The Lorelle E. Meadows shelter had been around for as long as Marcus could remember. Located in the part of the neighborhood that had not yet been gentrified, it was sandwiched between two buildings with windows that had been boarded up even when he was a kid.
‘Many times. Jeremy would bring Stone and me down here on Saturdays to help in the soup kitchen while he worked the clinic. I was twelve or so, Stone ten when we started. We were regular volunteers for years. Of course we were the only volunteers with our own bodyguards,’ he added wryly. ‘Mom insisted.’
‘I understand why.’
‘So did Jeremy. He’d bring Sammy with us.’
‘Sammy was Jeremy’s first partner, right? Stone mentioned him to Deacon and me when we were interviewing him last November. He said that Sammy died in the car wreck that burned Jeremy’s hands. And that later Jeremy married Keith, that they’d been friends since high school.’
Marcus nodded, pleased that she’d remembered his family’s history, odd as it was. ‘Yeah. We didn’t know that Sammy and Jeremy were lovers at the time. We just thought they were friends. And that Jeremy trusted him to keep us safe.’ His lips curved sadly. ‘I don’t think Jeremy’s been down here since Sammy died. He was so lost, he kind of drifted for a while.’
‘That’s when Mikhail was conceived?’
‘Yeah. That Jeremy was Mikhail’s biological father was something only Mom knew until last fall, when Mikhail found out the truth. Even Jeremy hadn’t known.’ Even though he’d understood her reasons, her actions had made Marcus want to shake his mother for not allowing Jeremy to know his son. And Mikhail to know his father. It was damn sad. His mother had kept it secret because she was afraid of Keith, afraid he would take it out on Mikhail if he found out that Jeremy had . . . taken comfort from her while grieving Sammy.

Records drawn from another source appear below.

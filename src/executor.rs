//! Query-execution capability consumed by the core.
//!
//! The core is agnostic to transport; it only needs parameterized
//! execution, transactions with real BEGIN/COMMIT/ROLLBACK semantics,
//! and an out-of-band cancel keyed on the connection's backend id.
//! `src/postgres.rs` provides the sqlx-backed implementation.

use async_trait::async_trait;

use crate::error::DbError;

/// Result of a single statement execution.
///
/// `rows` cells are the engine's text rendering, `None` for SQL NULL.
/// `rows_affected` is the engine-reported count for DML; for result-set
/// statements it equals the number of rows returned.
#[derive(Debug, Clone, Default)]
pub struct ExecOutcome {
    pub columns: Vec<String>,
    pub rows: Vec<Vec<Option<String>>>,
    pub rows_affected: u64,
}

/// Bound parameter values. `None` binds SQL NULL.
pub type Params = [Option<String>];

#[async_trait]
pub trait QueryExecutor: Send + Sync {
    async fn execute(&self, sql: &str, params: &Params) -> Result<ExecOutcome, DbError>;

    /// Opens a transaction. Dropping the handle without committing must
    /// roll back and release the underlying connection.
    async fn begin(&self) -> Result<Box<dyn Transaction>, DbError>;

    /// Backend process id of the current connection, captured for the
    /// cancellation side channel.
    async fn backend_pid(&self) -> Result<i32, DbError>;

    /// Requests cancellation of whatever `backend_pid` is running.
    /// Advisory: the in-flight statement may still complete normally.
    async fn cancel(&self, backend_pid: i32) -> Result<bool, DbError>;
}

#[async_trait]
pub trait Transaction: Send {
    async fn execute(&mut self, sql: &str, params: &Params) -> Result<ExecOutcome, DbError>;
    async fn commit(self: Box<Self>) -> Result<(), DbError>;
    async fn rollback(self: Box<Self>) -> Result<(), DbError>;
}
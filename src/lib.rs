//! Statement-aware SQL editing core.
//!
//! Two load-bearing pieces behind an editor-style database client: a
//! lexical scanner that finds statement boundaries in raw SQL (so "run
//! current statement" works with strings, comments and dollar quotes in
//! play), and a paged table data-edit engine that turns grid edits into
//! transactionally applied DML keyed on an opaque per-row locator.
//!
//! The surrounding application supplies a [`QueryExecutor`] and a
//! [`SqlDialect`]; [`PgExecutor`] and [`PostgresDialect`] are the
//! Postgres implementations.

pub mod dialect;
pub mod error;
pub mod executor;
pub mod postgres;
pub mod resolver;
pub mod scanner;
pub mod schema;
pub mod table;

pub use dialect::{PostgresDialect, SqlDialect};
pub use error::DbError;
pub use executor::{ExecOutcome, QueryExecutor, Transaction};
pub use postgres::PgExecutor;
pub use resolver::{resolve_selection, resolve_whole_document, statement_at_cursor, statements};
pub use scanner::{scan, StatementSegment};
pub use schema::{ColumnInfo, SchemaService, TableInfo};
pub use table::{
    CellUpdate, ColumnDescriptor, PageRequest, RowLocator, SaveOutcome, SaveRequest, SortSpec,
    TableChange, TableDataService, TablePage, TableRef, TableRow,
};
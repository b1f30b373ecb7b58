//! Translates a batch of row edits into per-row DML inside one
//! transaction.

use crate::error::DbError;
use crate::table::types::{CellUpdate, SaveOutcome, SaveRequest, TableChange, TableRef};
use crate::table::TableDataService;

struct BoundStatement {
    sql: String,
    params: Vec<Option<String>>,
}

impl TableDataService {
    /// Applies `request.changes` in order, one statement each, inside a
    /// single transaction.
    ///
    /// All identifiers are quoted through the dialect and every value is
    /// bound, never interpolated. A change that cannot be translated
    /// into a statement is silently skipped. Any statement failure rolls
    /// the whole transaction back and propagates the error unmodified;
    /// a committed save returns the engine-reported tallies, which may be
    /// lower than the number of changes when a locator went stale.
    pub async fn save_changes(&self, request: &SaveRequest) -> Result<SaveOutcome, DbError> {
        let mut outcome = SaveOutcome::default();
        if request.changes.is_empty() || request.columns.is_empty() {
            return Ok(outcome);
        }
        if !self.dialect.supports_row_locator()
            && request
                .changes
                .iter()
                .any(|c| matches!(c, TableChange::Update { .. } | TableChange::Delete { .. }))
        {
            return Err(DbError::Unsupported(
                "dialect has no stable row locator; update/delete edits are not available".into(),
            ));
        }

        let mut tx = self.executor.begin().await?;
        for change in &request.changes {
            let Some(statement) = self.build_statement(&request.table, &request.columns, change)
            else {
                continue;
            };
            match tx.execute(&statement.sql, &statement.params).await {
                Ok(result) => match change {
                    TableChange::Update { .. } => outcome.updated_rows += result.rows_affected,
                    TableChange::Insert { .. } => outcome.inserted_rows += result.rows_affected,
                    TableChange::Delete { .. } => outcome.deleted_rows += result.rows_affected,
                },
                Err(e) => {
                    if let Err(rollback_err) = tx.rollback().await {
                        tracing::error!("rollback failed after statement error: {}", rollback_err);
                    }
                    return Err(e);
                }
            }
        }
        tx.commit().await?;
        Ok(outcome)
    }

    fn build_statement(
        &self,
        table: &TableRef,
        columns: &[String],
        change: &TableChange,
    ) -> Option<BoundStatement> {
        match change {
            TableChange::Update { locator, cells } => {
                if locator.is_empty() {
                    return None;
                }
                // duplicate indices: the last occurrence wins
                let cells = dedupe_cells(cells, columns.len(), true);
                if cells.is_empty() {
                    return None;
                }
                let assignments: Vec<String> = cells
                    .iter()
                    .enumerate()
                    .map(|(i, cell)| {
                        format!(
                            "{} = {}",
                            self.dialect.quote_identifier(&columns[cell.column_index]),
                            self.dialect.placeholder(i + 1)
                        )
                    })
                    .collect();
                let mut params: Vec<Option<String>> = cells.iter().map(|c| c.param()).collect();
                let sql = format!(
                    "UPDATE {} SET {} WHERE {} = {}",
                    self.qualified_table(table),
                    assignments.join(", "),
                    self.dialect.row_locator_expression(),
                    self.dialect.row_locator_parameter(params.len() + 1)
                );
                params.push(Some(locator.as_str().to_string()));
                Some(BoundStatement { sql, params })
            }
            TableChange::Insert { cells } => {
                // duplicate indices: the first occurrence wins
                let cells = dedupe_cells(cells, columns.len(), false);
                if cells.is_empty() {
                    return None;
                }
                let names: Vec<String> = cells
                    .iter()
                    .map(|c| self.dialect.quote_identifier(&columns[c.column_index]))
                    .collect();
                let placeholders: Vec<String> = (1..=cells.len())
                    .map(|i| self.dialect.placeholder(i))
                    .collect();
                let sql = format!(
                    "INSERT INTO {} ({}) VALUES ({})",
                    self.qualified_table(table),
                    names.join(", "),
                    placeholders.join(", ")
                );
                let params = cells.iter().map(|c| c.param()).collect();
                Some(BoundStatement { sql, params })
            }
            TableChange::Delete { locator } => {
                if locator.is_empty() {
                    return None;
                }
                let sql = format!(
                    "DELETE FROM {} WHERE {} = {}",
                    self.qualified_table(table),
                    self.dialect.row_locator_expression(),
                    self.dialect.row_locator_parameter(1)
                );
                Some(BoundStatement {
                    sql,
                    params: vec![Some(locator.as_str().to_string())],
                })
            }
        }
    }
}

/// Drops cells whose index does not resolve against the supplied column
/// list and collapses duplicate indices, keeping first-seen order. With
/// `last_wins` a later duplicate replaces the earlier value (update
/// semantics); otherwise later duplicates are dropped (insert
/// semantics).
fn dedupe_cells(cells: &[CellUpdate], column_count: usize, last_wins: bool) -> Vec<CellUpdate> {
    let mut out: Vec<CellUpdate> = Vec::new();
    for cell in cells.iter().filter(|c| c.column_index < column_count) {
        match out.iter_mut().find(|c| c.column_index == cell.column_index) {
            Some(existing) => {
                if last_wins {
                    *existing = cell.clone();
                }
            }
            None => out.push(cell.clone()),
        }
    }
    out
}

Too damn sad. ‘I often wonder how things would have been different if Jeremy had been allowed to be Mikhail’s father from day one. I mean, he always treated him like he treated us when he came to visit – like his own son. Ironic, because Mick was the only one of us brothers who really was his.’

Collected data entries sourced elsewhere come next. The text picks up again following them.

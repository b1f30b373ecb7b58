//! Best-effort column metadata for a loaded page.
//!
//! Both lookups are strictly cosmetic enrichment: a failure degrades to
//! empty values and never blocks the page load.

use std::collections::HashMap;

use crate::executor::QueryExecutor;
use crate::table::TableRef;

/// Column name -> data type string, empty on lookup failure.
pub(crate) async fn column_types(
    executor: &dyn QueryExecutor,
    table: &TableRef,
) -> HashMap<String, String> {
    let sql = r#"
        SELECT column_name, data_type
        FROM information_schema.columns
        WHERE table_schema = $1 AND table_name = $2
        ORDER BY ordinal_position
    "#;

    let params = [Some(table.schema.clone()), Some(table.name.clone())];
    match executor.execute(sql, &params).await {
        Ok(outcome) => outcome
            .rows
            .into_iter()
            .filter_map(|row| match (row.first().cloned(), row.get(1).cloned()) {
                (Some(Some(name)), Some(Some(data_type))) => Some((name, data_type)),
                _ => None,
            })
            .collect(),
        Err(e) => {
            tracing::debug!("column type lookup failed for {}.{}: {}", table.schema, table.name, e);
            HashMap::new()
        }
    }
}

/// Column name -> ordered enum labels, for columns backed by an
/// enumerated type. Empty on lookup failure.
pub(crate) async fn enum_labels(
    executor: &dyn QueryExecutor,
    table: &TableRef,
) -> HashMap<String, Vec<String>> {
    let sql = r#"
        SELECT a.attname, e.enumlabel
        FROM pg_attribute a
        JOIN pg_class c ON c.oid = a.attrelid
        JOIN pg_namespace n ON n.oid = c.relnamespace
        JOIN pg_type t ON t.oid = a.atttypid
        JOIN pg_enum e ON e.enumtypid = t.oid
        WHERE n.nspname = $1 AND c.relname = $2
        ORDER BY a.attnum, e.enumsortorder
    "#;

    let params = [Some(table.schema.clone()), Some(table.name.clone())];
    match executor.execute(sql, &params).await {
        Ok(outcome) => {
            let mut labels: HashMap<String, Vec<String>> = HashMap::new();
            for row in outcome.rows {
                if let (Some(Some(column)), Some(Some(label))) =
                    (row.first().cloned(), row.get(1).cloned())
                {
                    labels.entry(column).or_default().push(label);
                }
            }
            labels
        }
        Err(e) => {
            tracing::debug!("enum label lookup failed for {}.{}: {}", table.schema, table.name, e);
            HashMap::new()
        }
    }
}
use crate::coerce::{self, Operand, must};
use crate::grammar::*;

/// `left + right`
pub fn add(left: impl Into<Operand>, right: impl Into<Operand>) -> NumericValueExpression {
    NumericValueExpression::Add(
        Box::new(must(
            "add",
            "left",
            coerce::numeric_value_expression(left.into()),
        )),
        must("add", "right", coerce::numeric_term(right.into())),
    )
}

/// `left - right`
pub fn sub(left: impl Into<Operand>, right: impl Into<Operand>) -> NumericValueExpression {
    NumericValueExpression::Subtract(
        Box::new(must(
            "sub",
            "left",
            coerce::numeric_value_expression(left.into()),
        )),
        must("sub", "right", coerce::numeric_term(right.into())),
    )
}

/// `left * right`
pub fn mul(left: impl Into<Operand>, right: impl Into<Operand>) -> NumericValueExpression {
    NumericTerm::Multiply(
        Box::new(must("mul", "left", coerce::numeric_term(left.into()))),
        must("mul", "right", coerce::numeric_factor(right.into())),
    )
    .into()
}

/// `left / right`
pub fn div(left: impl Into<Operand>, right: impl Into<Operand>) -> NumericValueExpression {
    NumericTerm::Divide(
        Box::new(must("div", "left", coerce::numeric_term(left.into()))),
        must("div", "right", coerce::numeric_factor(right.into())),
    )
    .into()
}

/// `-x`
pub fn neg(x: impl Into<Operand>) -> NumericValueExpression {
    let factor = must("neg", "x", coerce::numeric_factor(x.into()));
    let primary = match factor.sign {
        None => factor.primary,
        Some(_) => NonParenthesizedValueExpressionPrimary::Parenthesized(Box::new(
            CommonValueExpression::from(NumericValueExpression::from(factor)).into(),
        )),
    };
    NumericFactor {
        sign: Some(Sign::Minus),
        primary,
    }
    .into()
}

pub fn current_date() -> DatetimeValueExpression {
    DatetimeValueExpression::Function(DatetimeValueFunction::CurrentDate)
}

pub fn current_time() -> DatetimeValueExpression {
    DatetimeValueExpression::Function(DatetimeValueFunction::CurrentTime)
}

pub fn current_timestamp() -> DatetimeValueExpression {
    DatetimeValueExpression::Function(DatetimeValueFunction::CurrentTimestamp)
}

/// Mark `x` as an interval value.
pub fn interval(x: impl Into<Operand>) -> IntervalValueExpression {
    must(
        "interval",
        "x",
        coerce::interval_value_expression(x.into()),
    )
}
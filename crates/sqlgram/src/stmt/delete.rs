use crate::coerce::{self, Operand, must};
use crate::error::{BuildError, BuildResult};
use crate::grammar::{Correlation, DeleteStatementSearched};
use crate::meta::Table;

/// `DELETE FROM table [WHERE ...]`
#[derive(Debug, Clone, PartialEq)]
pub struct DeleteStatement {
    statement: DeleteStatementSearched,
}

pub fn delete<'a>(table: impl Into<Option<&'a Table>>) -> BuildResult<DeleteStatement> {
    let table = table.into().ok_or(BuildError::TableRequired)?;
    Ok(DeleteStatement {
        statement: DeleteStatementSearched {
            table: table.name().to_string(),
            correlation: table.alias_name().map(Correlation::new),
            where_clause: None,
        },
    })
}

impl DeleteStatement {
    /// Add a search condition, ANDed with any existing one.
    pub fn where_(mut self, condition: impl Into<Operand>) -> Self {
        let condition = must(
            "where",
            "condition",
            coerce::boolean_value_expression(condition.into()),
        );
        self.statement.where_clause = Some(match self.statement.where_clause.take() {
            Some(existing) => existing.and(condition),
            None => condition,
        });
        self
    }

    pub fn statement(&self) -> &DeleteStatementSearched {
        &self.statement
    }
}
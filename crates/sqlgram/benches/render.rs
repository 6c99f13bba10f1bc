use criterion::{BenchmarkId, Criterion, black_box, criterion_group, criterion_main};
use sqlgram::prelude::*;

/// A table `t` with columns `col0 .. col{n-1}`.
fn wide_table(n: usize) -> Table {
    let mut t = Table::new("t");
    for i in 0..n {
        t.add_column(format!("col{i}"));
    }
    t
}

/// SELECT col0, col1, ... FROM t WHERE (col0 = ? AND col1 = ? ...)
fn build_select(t: &Table, n: usize) -> Selection {
    let mut selection = select([t]);
    for i in 0..n {
        if let Some(column) = t.c(&format!("col{i}")) {
            selection = selection.where_(equal(column, i as i64));
        }
    }
    selection
}

fn bench_render(c: &mut Criterion) {
    let mut group = c.benchmark_group("render/string_args");

    for n in [1, 5, 10, 50, 100] {
        let t = wide_table(n);
        let selection = build_select(&t, n);
        group.bench_with_input(BenchmarkId::from_parameter(n), &selection, |b, s| {
            b.iter(|| black_box(s.to_sql_args()));
        });
    }

    group.finish();
}

fn bench_build_and_render(c: &mut Criterion) {
    let mut group = c.benchmark_group("render/build_and_render");

    for n in [1, 5, 10, 50, 100] {
        let t = wide_table(n);
        group.bench_with_input(BenchmarkId::from_parameter(n), &n, |b, &n| {
            b.iter(|| black_box(build_select(&t, n).to_sql_args()));
        });
    }

    group.finish();
}

fn bench_in_list(c: &mut Criterion) {
    let mut group = c.benchmark_group("render/in_list");
    let t = wide_table(1);
    let builder = Builder::new().with_dialect(Dialect::PostgreSql);

    for n in [5, 20, 100, 500] {
        let values: Vec<i64> = (0..n).collect();
        group.bench_with_input(BenchmarkId::from_parameter(n), &values, |b, values| {
            b.iter(|| {
                let Some(col) = t.c("col0") else { return };
                let selection = select([col]).where_(in_list(col, values.iter().copied()));
                black_box(builder.string_args(&selection));
            });
        });
    }

    group.finish();
}

fn bench_join(c: &mut Criterion) {
    let mut meta = Meta::new();
    meta.add_table("users").add_column("id").add_column("name");
    meta.add_table("articles")
        .add_column("id")
        .add_column("author")
        .add_column("title");

    c.bench_function("render/join_group_order", |b| {
        b.iter(|| {
            let (Some(users), Some(articles)) = (meta.t("users"), meta.t("articles")) else {
                return;
            };
            let (Some(user_id), Some(name), Some(author)) =
                (users.c("id"), users.c("name"), articles.c("author"))
            else {
                return;
            };
            let selection = select([name])
                .column(count(author).alias("n"))
                .join(articles, equal(user_id, author))
                .group_by([name])
                .order_by([name.desc()])
                .limit(10);
            black_box(selection.to_sql_args());
        });
    });
}

criterion_group!(
    benches,
    bench_render,
    bench_build_and_render,
    bench_in_list,
    bench_join
);
criterion_main!(benches);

‘What do you mean? How things would have been different?’
‘Jeremy did things with us every day. He was our dad. He made sure we ate our veggies and did our homework and never, ever forgot that having wealth was a privilege. He made sure we knew what it meant to give back to the community. Mikhail didn’t get that. I got out of the army when he was twelve and couldn’t believe what a brat he’d become. A spoiled brat. So I did with him what Jeremy had done with us.’
Her voice softened. ‘You became his father figure. I didn’t realize you were so close.’

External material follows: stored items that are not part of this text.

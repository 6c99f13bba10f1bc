use crate::coerce::{self, Operand, must};
use crate::grammar::*;

fn compare(
    function: &'static str,
    op: CompOp,
    left: Operand,
    right: Operand,
) -> Predicate {
    ComparisonPredicate {
        op,
        left: must(function, "left", coerce::row_value_predicand(left)),
        right: must(function, "right", coerce::row_value_predicand(right)),
    }
    .into()
}

/// `left = right`
pub fn equal(left: impl Into<Operand>, right: impl Into<Operand>) -> Predicate {
    compare("equal", CompOp::Equals, left.into(), right.into())
}

/// `left <> right`
pub fn not_equal(left: impl Into<Operand>, right: impl Into<Operand>) -> Predicate {
    compare("not_equal", CompOp::NotEquals, left.into(), right.into())
}

pub fn less_than(left: impl Into<Operand>, right: impl Into<Operand>) -> Predicate {
    compare("less_than", CompOp::LessThan, left.into(), right.into())
}

pub fn less_than_or_equal(left: impl Into<Operand>, right: impl Into<Operand>) -> Predicate {
    compare(
        "less_than_or_equal",
        CompOp::LessThanOrEquals,
        left.into(),
        right.into(),
    )
}

pub fn greater_than(left: impl Into<Operand>, right: impl Into<Operand>) -> Predicate {
    compare("greater_than", CompOp::GreaterThan, left.into(), right.into())
}

pub fn greater_than_or_equal(left: impl Into<Operand>, right: impl Into<Operand>) -> Predicate {
    compare(
        "greater_than_or_equal",
        CompOp::GreaterThanOrEquals,
        left.into(),
        right.into(),
    )
}

fn between_impl(
    function: &'static str,
    not: bool,
    target: Operand,
    start: Operand,
    end: Operand,
) -> Predicate {
    BetweenPredicate {
        target: must(function, "target", coerce::row_value_predicand(target)),
        not,
        start: must(function, "start", coerce::row_value_predicand(start)),
        end: must(function, "end", coerce::row_value_predicand(end)),
    }
    .into()
}

/// `target BETWEEN start AND end`
pub fn between(
    target: impl Into<Operand>,
    start: impl Into<Operand>,
    end: impl Into<Operand>,
) -> Predicate {
    between_impl("between", false, target.into(), start.into(), end.into())
}

pub fn not_between(
    target: impl Into<Operand>,
    start: impl Into<Operand>,
    end: impl Into<Operand>,
) -> Predicate {
    between_impl("not_between", true, target.into(), start.into(), end.into())
}

fn in_list_impl<I>(function: &'static str, not: bool, target: Operand, values: I) -> Predicate
where
    I: IntoIterator,
    I::Item: Into<Operand>,
{
    let values = values
        .into_iter()
        .map(|v| must(function, "values", coerce::in_value(v.into())))
        .collect();
    InPredicate {
        target: must(function, "target", coerce::row_value_predicand(target)),
        not,
        values: InPredicateValue::List(values),
    }
    .into()
}

/// `target IN (v1, v2, ...)`
///
/// An empty list renders as a constant false condition.
pub fn in_list<I>(target: impl Into<Operand>, values: I) -> Predicate
where
    I: IntoIterator,
    I::Item: Into<Operand>,
{
    in_list_impl("in_list", false, target.into(), values)
}

/// `target NOT IN (v1, v2, ...)`
///
/// An empty list renders as a constant true condition.
pub fn not_in_list<I>(target: impl Into<Operand>, values: I) -> Predicate
where
    I: IntoIterator,
    I::Item: Into<Operand>,
{
    in_list_impl("not_in_list", true, target.into(), values)
}

fn in_subquery_impl(function: &'static str, not: bool, target: Operand, query: Operand) -> Predicate {
    InPredicate {
        target: must(function, "target", coerce::row_value_predicand(target)),
        not,
        values: InPredicateValue::Subquery(must(function, "query", coerce::subquery(query))),
    }
    .into()
}

/// `target IN (SELECT ...)`
pub fn in_subquery(target: impl Into<Operand>, query: impl Into<Operand>) -> Predicate {
    in_subquery_impl("in_subquery", false, target.into(), query.into())
}

pub fn not_in_subquery(target: impl Into<Operand>, query: impl Into<Operand>) -> Predicate {
    in_subquery_impl("not_in_subquery", true, target.into(), query.into())
}

pub fn is_null(target: impl Into<Operand>) -> Predicate {
    NullPredicate {
        target: must("is_null", "target", coerce::row_value_predicand(target.into())),
        not: false,
    }
    .into()
}

pub fn is_not_null(target: impl Into<Operand>) -> Predicate {
    NullPredicate {
        target: must(
            "is_not_null",
            "target",
            coerce::row_value_predicand(target.into()),
        ),
        not: true,
    }
    .into()
}

fn like_impl(
    function: &'static str,
    not: bool,
    target: Operand,
    pattern: Operand,
    escape: Option<Operand>,
) -> Predicate {
    LikePredicate {
        target: must(function, "target", coerce::character_value_expression(target)),
        not,
        pattern: must(function, "pattern", coerce::character_value_expression(pattern)),
        escape: escape.map(|e| must(function, "escape", coerce::character_value_expression(e))),
    }
    .into()
}

/// `target LIKE pattern`
pub fn like(target: impl Into<Operand>, pattern: impl Into<Operand>) -> Predicate {
    like_impl("like", false, target.into(), pattern.into(), None)
}

pub fn not_like(target: impl Into<Operand>, pattern: impl Into<Operand>) -> Predicate {
    like_impl("not_like", true, target.into(), pattern.into(), None)
}

/// `target LIKE pattern ESCAPE escape`
pub fn like_escape(
    target: impl Into<Operand>,
    pattern: impl Into<Operand>,
    escape: impl Into<Operand>,
) -> Predicate {
    like_impl(
        "like_escape",
        false,
        target.into(),
        pattern.into(),
        Some(escape.into()),
    )
}

/// `left AND right`
pub fn and(left: impl Into<Operand>, right: impl Into<Operand>) -> BooleanValueExpression {
    BooleanValueExpression::Term(BooleanTerm::And(
        Box::new(must("and", "left", coerce::boolean_term(left.into()))),
        must("and", "right", coerce::boolean_factor(right.into())),
    ))
}

/// `(left OR right)`
pub fn or(left: impl Into<Operand>, right: impl Into<Operand>) -> BooleanValueExpression {
    BooleanValueExpression::Or(
        Box::new(must(
            "or",
            "left",
            coerce::boolean_value_expression(left.into()),
        )),
        must("or", "right", coerce::boolean_term(right.into())),
    )
}

/// `NOT x`
pub fn not(x: impl Into<Operand>) -> BooleanFactor {
    BooleanFactor {
        not: true,
        test: must("not", "x", coerce::boolean_test(x.into())),
    }
}

fn truth(function: &'static str, x: Operand, value: TruthValue) -> BooleanTest {
    BooleanTest {
        primary: must(function, "x", coerce::boolean_primary(x)),
        truth: Some(TruthTest { not: false, value }),
    }
}

/// `x IS TRUE`
pub fn is_true(x: impl Into<Operand>) -> BooleanTest {
    truth("is_true", x.into(), TruthValue::True)
}

pub fn is_false(x: impl Into<Operand>) -> BooleanTest {
    truth("is_false", x.into(), TruthValue::False)
}

pub fn is_unknown(x: impl Into<Operand>) -> BooleanTest {
    truth("is_unknown", x.into(), TruthValue::Unknown)
}

/// Row value constructor `(v1, v2, ...)`.
pub fn row<I>(values: I) -> RowValueExpression
where
    I: IntoIterator,
    I::Item: Into<Operand>,
{
    RowValueExpression::Constructor(
        values
            .into_iter()
            .map(|v| must("row", "values", coerce::value_expression(v.into())))
            .collect(),
    )
}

Marcus nodded, his throat growing thick. ‘The last five years, yes. I made him deliver papers for the Ledger and made sure he had a curfew, even though he had a bodyguard. I played ball with him and checked his homework. And when Diesel was building affordable housing, I put Mickey’s rich ass to work. He whined at first, but he really enjoyed it.’ His lips curved on a good memory. ‘Especially when he started to see muscle tone, because “the chicks” dug it.’ He drew a breath and let it out, the good memory fleeting, a painful one taking its place. ‘Mom was smothering him to death with bodyguards. He never got a second to himself. He was like a pacing cat in the zoo. I was the one who convinced Mom to give him some freedom, to get him a car when he turned sixteen.’ He closed his eyes, made his mouth utter the words. ‘When he ran away, I felt responsible. He picked up his friend and drove to the cabin, then gave his friend the car keys and told him to come back in a week and get him.’